Being a Tourist: Finding Meaning in Pleasure Travel

Description

262 pages
Contains Bibliography, Index
$27.95
ISBN 0-7748-0977-9
DDC 910'.01'9

Publisher

Year

2003

Contributor

Reviewed by Debbie Feisst

Debbie Feisst is the reference/Internet resources librarian in the
Information Services Division of the Edmonton Public Library.

Review

Julia Harrison is a professor of anthropology at Trent University. At
the onset of her Ph.D. research, she realized that there was not a lot
of information on the reasons people travel for pleasure. She put an ad
in The Globe and Mail and local newsletters requesting participants for
a research study. The 33 largely upper-middle-class respondents took
part in several comprehensive interviews about their past travel
experiences and their future travel plans.

Harrison pursued especially the question of why so many people invest
significant resources—financial, emotional, psychological, and
physical—in travel. Why do people quit stable jobs to endure travel
hardships or cash in their RRSPs to fund their next trek? The interviews
brought forth four primary explanations: to find intimacy and
connection, to express a personal aesthetic, to explore the idea of
“home,” and to make sense of a globalized world.

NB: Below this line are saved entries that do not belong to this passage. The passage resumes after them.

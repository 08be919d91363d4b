use std::fmt::Debug;

use log::*;
use serde_json::json;

use crate::{
    db_types::{MatchRecord, NewNotification, NewSwipe, NotificationKind, SwipeOutcome, SwipeRecord, UndoOutcome, UserId},
    events::{EventProducers, MatchCreatedEvent},
    traits::{MatchmakingDatabase, MatchmakingError, NotificationManagement},
};

/// `MatchmakingApi` drives the swipe → match flow: recording decisions, resolving mutual right-swipes into
/// matches, and rolling decisions back.
pub struct MatchmakingApi<B> {
    db: B,
    producers: EventProducers,
}

impl<B> Debug for MatchmakingApi<B> {
    fn fmt(&self, f: &mut std::fmt::Formatter<'_>) -> std::fmt::Result {
        write!(f, "MatchmakingApi")
    }
}

impl<B> MatchmakingApi<B> {
    pub fn new(db: B, producers: EventProducers) -> Self {
        Self { db, producers }
    }
}

impl<B> MatchmakingApi<B>
where B: MatchmakingDatabase + NotificationManagement
{
    /// Records one swipe decision.
    ///
    /// A right-swipe that completes a mutual pair creates the match, writes a match notification into both
    /// users' inboxes, and fires the match-created hook. The hook fires only for a genuinely new match — the
    /// idempotent replay of an already-matched pair stays silent.
    pub async fn process_swipe(&self, swipe: NewSwipe) -> Result<SwipeOutcome, MatchmakingError> {
        let outcome = self.db.upsert_swipe(swipe).await?;
        if let SwipeOutcome::NewMatch { match_record, .. } = &outcome {
            self.record_match_notifications(match_record).await;
            self.call_match_created_hook(match_record).await;
        }
        Ok(outcome)
    }

    /// Rolls back the user's most recent swipe decision. If that swipe had completed a match, the match is
    /// dissolved with it.
    pub async fn undo_last_swipe(&self, user: &UserId) -> Result<UndoOutcome, MatchmakingError> {
        let outcome = self.db.undo_last_swipe(user).await?;
        debug!("🔄️💘️ {user} undid their swipe on {}", outcome.undone.swiped_id);
        Ok(outcome)
    }

    pub async fn last_swipe(&self, user: &UserId) -> Result<Option<SwipeRecord>, MatchmakingError> {
        self.db.last_swipe(user).await
    }

    pub async fn swipes_by(&self, user: &UserId) -> Result<Vec<SwipeRecord>, MatchmakingError> {
        self.db.swipes_by(user).await
    }

    pub async fn matches_for(&self, user: &UserId) -> Result<Vec<MatchRecord>, MatchmakingError> {
        self.db.matches_for_user(user).await
    }

    pub async fn match_for_pair(&self, x: &UserId, y: &UserId) -> Result<Option<MatchRecord>, MatchmakingError> {
        self.db.match_for_pair(x, y).await
    }

    /// Inbox entries for both halves of a fresh match. The match itself has committed; a failed notification
    /// write is logged and swallowed rather than unwinding the swipe.
    async fn record_match_notifications(&self, m: &MatchRecord) {
        for (user, other) in [(&m.user_a, &m.user_b), (&m.user_b, &m.user_a)] {
            let notification = NewNotification::new(user.clone(), NotificationKind::Match)
                .from_sender(other.clone())
                .with_body(format!("You matched with {other}!"))
                .with_meta(json!({ "match_id": m.id, "chat_room_id": m.chat_room_id }));
            if let Err(e) = self.db.insert_notification(notification).await {
                error!("📬️ Could not record match notification for {user}: {e}");
            }
        }
    }

    async fn call_match_created_hook(&self, m: &MatchRecord) {
        for emitter in &self.producers.match_created_producer {
            debug!("🔄️💘️ Notifying match created hook subscribers");
            let event = MatchCreatedEvent::new(m.clone());
            emitter.publish_event(event).await;
        }
    }
}
//! # Matchpay engine public API
//!
//! The `mpe_api` module exposes the programmatic API for the Matchpay engine.
//! The API is modular, so that clients of the API can pick and choose the functionality they want.
//! Different parts (e.g. matchmaking and settlement) could even be configured on different machines, or use
//! different database backends.
//!
//! * [`matchmaking_api`] drives the swipe → match flow, including the undo path.
//! * [`settlement_api`] is the primary API for the payment pipeline: gateway orders, capture signals (from the
//!   client and from webhooks) and payouts.
//! * [`chat_api`] carries messages between matched users.
//! * [`notifications_api`] is the read/ack surface over the notification inbox.
//! * [`explore_api`] serves the swipe deck.
//!
//! # API usage
//!
//! The pattern for using all the APIs is the same. An API instance is created by supplying a database backend
//! that implements the specific backend traits required by the API.
//!
//! ```rust,ignore
//! use matchpay_engine::{ExploreApi, SqliteDatabase};
//! let db = SqliteDatabase::new_with_url(...).await?;
//! // SqliteDatabase implements ExploreManagement
//! let api = ExploreApi::new(db);
//! let deck = api.candidates(&user_id, None).await?;
//! ```

pub mod chat_api;
pub mod explore_api;
pub mod matchmaking_api;
pub mod notifications_api;
pub mod settlement_api;
pub mod settlement_objects;
//! Access token handling.
//!
//! Matchpay uses short-lived JWTs signed with a symmetric key (HS256). Tokens are issued at login by the auth
//! collaborator, which shares the signing secret with this server; the server only ever *verifies* them, except
//! in tests, where [`TokenIssuer::issue_token`] mints tokens directly.
//!
//! Handlers opt into authentication by taking a [`JwtClaims`] parameter. The extractor reads the
//! `Authorization: Bearer <token>` header and rejects missing, malformed, expired or tampered tokens before the
//! handler body runs.
use std::future::{ready, Ready};

use actix_web::{dev::Payload, web, FromRequest, HttpRequest};
use chrono::{Duration, Utc};
use jsonwebtoken::{decode, encode, DecodingKey, EncodingKey, Header, Validation};
use log::*;
use matchpay_engine::db_types::UserId;
use serde::{Deserialize, Serialize};

use crate::{
    config::AuthConfig,
    errors::{AuthError, ServerError},
};

/// Tokens are valid for 24 hours by default. They do NOT refresh.
const DEFAULT_TOKEN_VALIDITY: Duration = Duration::hours(24);

#[derive(Debug, Clone, PartialEq, Eq, Serialize, Deserialize)]
pub struct JwtClaims {
    /// The user this token belongs to.
    pub sub: UserId,
    pub iat: i64,
    pub exp: i64,
}

/// Signs and verifies access tokens with the configured symmetric secret.
#[derive(Clone)]
pub struct TokenIssuer {
    encoding_key: EncodingKey,
    decoding_key: DecodingKey,
}

impl TokenIssuer {
    pub fn new(config: &AuthConfig) -> Self {
        let secret = config.jwt_signing_key.reveal().as_bytes();
        Self { encoding_key: EncodingKey::from_secret(secret), decoding_key: DecodingKey::from_secret(secret) }
    }

    pub fn issue_token(&self, user: UserId, duration: Option<Duration>) -> Result<String, ServerError> {
        let duration = duration.unwrap_or(DEFAULT_TOKEN_VALIDITY);
        let now = Utc::now();
        let claims = JwtClaims { sub: user, iat: now.timestamp(), exp: (now + duration).timestamp() };
        encode(&Header::default(), &claims, &self.encoding_key)
            .map_err(|e| ServerError::CouldNotSerializeAccessToken(e.to_string()))
    }

    /// Verifies the signature and expiry and returns the claims.
    pub fn validate_token(&self, token: &str) -> Result<JwtClaims, AuthError> {
        let validation = Validation::default();
        let data = decode::<JwtClaims>(token, &self.decoding_key, &validation)
            .map_err(|e| AuthError::ValidationError(e.to_string()))?;
        Ok(data.claims)
    }
}

impl FromRequest for JwtClaims {
    type Error = ServerError;
    type Future = Ready<Result<Self, Self::Error>>;

    fn from_request(req: &HttpRequest, _payload: &mut Payload) -> Self::Future {
        ready(claims_from_request(req))
    }
}

fn claims_from_request(req: &HttpRequest) -> Result<JwtClaims, ServerError> {
    let issuer = req
        .app_data::<web::Data<TokenIssuer>>()
        .ok_or_else(|| ServerError::InitializeError("No token verifier has been configured".to_string()))?;
    let header = req.headers().get("Authorization").ok_or(AuthError::MissingToken)?;
    let header = header.to_str().map_err(|e| AuthError::PoorlyFormattedToken(e.to_string()))?;
    let token = header
        .strip_prefix("Bearer ")
        .ok_or_else(|| AuthError::PoorlyFormattedToken("Expected a Bearer token".to_string()))?;
    let claims = issuer.validate_token(token.trim())?;
    trace!("🔐️ Request authenticated for {}", claims.sub);
    Ok(claims)
}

Painstakingly researched and referenced, this academic study includes
extensive chapter notes, a comprehensive list of works cited, and a
well-prepared index. Most interesting is the inclusion of the
travellers’ biographies, which include personal information about the
participants. The book’s scholarly nature makes it particularly suited
to postsecondary institutions that offer programs in tourism studies.